Signed-off-by: Hawking Zhang <hawking.zh...@amd.com>
---
 drivers/gpu/drm/amd/amdgpu/amdgpu.h     |  3 +
 drivers/gpu/drm/amd/amdgpu/amdgpu_ras.c | 95 +++++++++++++++++++++++++
 drivers/gpu/drm/amd/amdgpu/amdgpu_ras.h | 15 +++-
 3 files changed, 112 insertions(+), 1 deletion(-)

diff --git a/drivers/gpu/drm/amd/amdgpu/amdgpu.h 
b/drivers/gpu/drm/amd/amdgpu/amdgpu.h
index 616b6c911767..db44ec857a31 100644
--- a/drivers/gpu/drm/amd/amdgpu/amdgpu.h
+++ b/drivers/gpu/drm/amd/amdgpu/amdgpu.h
@@ -1328,6 +1328,9 @@ int emu_soc_asic_init(struct amdgpu_device *adev);
 #define WREG32_FIELD_OFFSET(reg, offset, field, val)   \
        WREG32(mm##reg + offset, (RREG32(mm##reg + offset) & 
~REG_FIELD_MASK(reg, field)) | (val) << REG_FIELD_SHIFT(reg, field))
 
+#define AMDGPU_SMN_TARGET_AID(x) ((u64)(x) << 32)
+#define AMDGPU_SMN_CROSS_AID (1ULL << 34)

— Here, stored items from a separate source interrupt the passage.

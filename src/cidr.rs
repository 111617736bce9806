// Copyright (c) 2025 - Cowboy AI, Inc.
//! Deterministic CIDR Allocation
//!
//! Subnet address blocks are a pure function of network position, zone,
//! and tier position. Two addressing bands exist:
//!
//! - **Primary band**: `10.{10 * (zone + 3 * vpc_index)}.{10 * (tier + 1)}.0/24`.
//!   Disjoint /24 blocks for every (network, zone, tier) triple.
//! - **Edge band**: `10.{zone + 4}.{10 * (tier + 1)}.0/24`, reserved for
//!   edge/firewall tiers so edge blocks never collide with the primary band
//!   no matter how many ordinary networks exist.
//!
//! CIDR values are not stable identifiers: removing a tier renumbers the
//! remaining non-reserved subnets in the touched zones by positional index.
//! Subnets belonging to reserved edge tier names keep their blocks forever.

/// Fixed slot order for edge tiers within the reserved addressing band.
///
/// The slot index (not the tier's position in the network) drives the third
/// octet, so edge CIDRs are stable across pattern variants.
pub const EDGE_TIER_ORDER: [&str; 7] = [
    "vpn-1",
    "vpn-2",
    "f5-management",
    "f5-external",
    "f5-workload",
    "f5-bastion",
    "vpe",
];

/// Tier names whose subnets are never renumbered
pub const RESERVED_TIER_NAMES: [&str; 6] = [
    "vpn-1",
    "vpn-2",
    "f5-management",
    "f5-external",
    "f5-workload",
    "f5-bastion",
];

/// Format a primary-band /24 block for a (network, zone, tier) triple
pub fn cidr_block(vpc_index: usize, zone: u8, tier_index: usize) -> String {
    format!(
        "10.{}.{}.0/24",
        10 * (zone as usize + 3 * vpc_index),
        10 * (tier_index + 1)
    )
}

/// Format an edge-band /24 block for a (zone, tier slot) pair
pub fn edge_cidr_block(zone: u8, tier_index: usize) -> String {
    format!("10.{}.{}0.0/24", zone + 4, tier_index + 1)
}

/// Slot index of an edge tier within the reserved band, if reserved
pub fn edge_tier_index(tier_name: &str) -> Option<usize> {
    RESERVED_TIER_NAMES
        .iter()
        .position(|name| *name == tier_name)
}

/// True when a subnet tier name is reserved for the edge network.
///
/// Matches the reserved firewall/vpn tier names exactly, and any name
/// containing `zone` (subnet names embed their zone suffix).
pub fn is_reserved_name(name: &str) -> bool {
    RESERVED_TIER_NAMES.contains(&name) || name.contains("zone")
}

/// Strip the `-zone-{n}` suffix from a subnet name, yielding its tier name
pub fn tier_name_from_subnet(subnet_name: &str) -> &str {
    match subnet_name.rfind("-zone-") {
        Some(index) => &subnet_name[..index],
        None => subnet_name,
    }
}

/// Zone number parsed from a `zone-{n}` or `{tier}-zone-{n}` name
pub fn zone_from_name(name: &str) -> Option<u8> {
    name.rsplit('-').next().and_then(|n| n.parse().ok())
}

fn parse_cidr(cidr: &str) -> Option<(u32, u32)> {
    let (address, prefix) = cidr.split_once('/')?;
    let prefix: u32 = prefix.parse().ok()?;
    if prefix > 32 {
        return None;
    }
    let mut block: u32 = 0;
    let mut octets = 0;
    for octet in address.split('.') {
        block = (block << 8) | octet.parse::<u8>().ok()? as u32;
        octets += 1;
    }
    if octets != 4 {
        return None;
    }
    let mask = if prefix == 0 { 0 } else { u32::MAX << (32 - prefix) };
    Some((block & mask, block | !mask))
}

/// True when two IPv4 CIDR blocks share one or more addresses.
///
/// Unparseable blocks are treated as non-overlapping; import validation
/// reports those separately.
pub fn cidr_blocks_overlap(cidr_a: &str, cidr_b: &str) -> bool {
    match (parse_cidr(cidr_a), parse_cidr(cidr_b)) {
        (Some((first_a, last_a)), Some((first_b, last_b))) => {
            first_a <= last_b && first_b <= last_a
        }
        _ => false,
    }
}
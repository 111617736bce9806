// Copyright (c) 2025 - Cowboy AI, Inc.
//! Per-zone maps
//!
//! The wire schema spreads zonal data across fixed `zone-1`/`zone-2`/`zone-3`
//! keys. Deployments always span exactly three zones.

use std::ops::{Index, IndexMut};

use serde::{Deserialize, Serialize};

/// Zone numbers in ascending order
pub const ZONES: [u8; 3] = [1, 2, 3];

/// A value held per availability zone
#[derive(Debug, Clone, Default, PartialEq, Serialize, Deserialize)]
pub struct Zones<T> {
    #[serde(rename = "zone-1")]
    pub zone_1: T,
    #[serde(rename = "zone-2")]
    pub zone_2: T,
    #[serde(rename = "zone-3")]
    pub zone_3: T,
}

impl<T> Zones<T> {
    /// Build a map by calling `f` once per zone, in zone order
    pub fn build(mut f: impl FnMut(u8) -> T) -> Self {
        Zones {
            zone_1: f(1),
            zone_2: f(2),
            zone_3: f(3),
        }
    }

    /// Iterate zones in ascending order
    pub fn iter(&self) -> impl Iterator<Item = (u8, &T)> {
        [(1, &self.zone_1), (2, &self.zone_2), (3, &self.zone_3)].into_iter()
    }

    /// Iterate zones mutably in ascending order
    pub fn iter_mut(&mut self) -> impl Iterator<Item = (u8, &mut T)> {
        [
            (1, &mut self.zone_1),
            (2, &mut self.zone_2),
            (3, &mut self.zone_3),
        ]
        .into_iter()
    }
}

impl<T: Clone> Zones<T> {
    /// Fill every zone with a clone of `value`
    pub fn splat(value: T) -> Self {
        Zones {
            zone_1: value.clone(),
            zone_2: value.clone(),
            zone_3: value,
        }
    }
}

impl<T> Index<u8> for Zones<T> {
    type Output = T;

    /// # Panics
    /// When `zone` is not 1, 2, or 3.
    fn index(&self, zone: u8) -> &T {
        match zone {
            1 => &self.zone_1,
            2 => &self.zone_2,
            3 => &self.zone_3,
            _ => panic!("zone out of range: {zone}"),
        }
    }
}

impl<T> IndexMut<u8> for Zones<T> {
    fn index_mut(&mut self, zone: u8) -> &mut T {
        match zone {
            1 => &mut self.zone_1,
            2 => &mut self.zone_2,
            3 => &mut self.zone_3,
            _ => panic!("zone out of range: {zone}"),
        }
    }
}

#[cfg(test)]
mod tests {
    use super::*;

    #[test]
    fn serializes_with_zone_keys() {
        let zones = Zones::splat(false);
        let json = serde_json::to_string(&zones).unwrap();
        assert_eq!(json, r#"{"zone-1":false,"zone-2":false,"zone-3":false}"#);
    }

    #[test]
    fn build_runs_in_zone_order() {
        let zones = Zones::build(|zone| zone * 10);
        assert_eq!(zones[1], 10);
        assert_eq!(zones[2], 20);
        assert_eq!(zones[3], 30);
    }

    #[test]
    fn iter_yields_all_zones() {
        let zones = Zones::build(|zone| zone);
        let collected: Vec<u8> = zones.iter().map(|(zone, _)| zone).collect();
        assert_eq!(collected, vec![1, 2, 3]);
    }
}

+#define AMDGPU_GET_REG_FIELD(x, h, l) (((x) & GENMASK_ULL(h, l)) >> (l))
 /*
  * BIOS helpers.
  */
diff --git a/drivers/gpu/drm/amd/amdgpu/amdgpu_ras.c 
b/drivers/gpu/drm/amd/amdgpu/amdgpu_ras.c
index 39399d0f2ce5..5f302b7693b3 100644
--- a/drivers/gpu/drm/amd/amdgpu/amdgpu_ras.c
+++ b/drivers/gpu/drm/amd/amdgpu/amdgpu_ras.c
@@ -3764,3 +3764,98 @@ int amdgpu_ras_error_statistic_ce_count(struct 
ras_err_data *err_data,
 
        return 0;
 }
+
+#define mmMP0_SMN_C2PMSG_92    0x1609C
+#define mmMP0_SMN_C2PMSG_126   0x160BE
+static void amdgpu_ras_boot_time_error_reporting(struct amdgpu_device *adev,
+                                                u32 instance, u32 boot_error)
+{
+       u32 socket_id, aid_id, hbm_id;
+       u32 reg_data;
+       u64 reg_addr;
+
+       socket_id = AMDGPU_RAS_GPU_ERR_SOCKET_ID(boot_error);
+       aid_id = AMDGPU_RAS_GPU_ERR_AID_ID(boot_error);
+       hbm_id = AMDGPU_RAS_GPU_ERR_HBM_ID(boot_error);
+
+       if (instance)
+               reg_addr = (mmMP0_SMN_C2PMSG_92 << 2) +
+                          AMDGPU_SMN_TARGET_AID(instance) +
+                          AMDGPU_SMN_CROSS_AID;
+       else
+               reg_addr = (mmMP0_SMN_C2PMSG_92 << 2);
+
+       reg_data = amdgpu_device_indirect_rreg_ext(adev, reg_addr);
+       dev_err(adev->dev, "socket: %d, aid: %d, firmware boot failed, fw 
status is 0x%x\n",
+               socket_id, aid_id, reg_data);
+
+       if (AMDGPU_RAS_GPU_ERR_MEM_TRAINING(boot_error))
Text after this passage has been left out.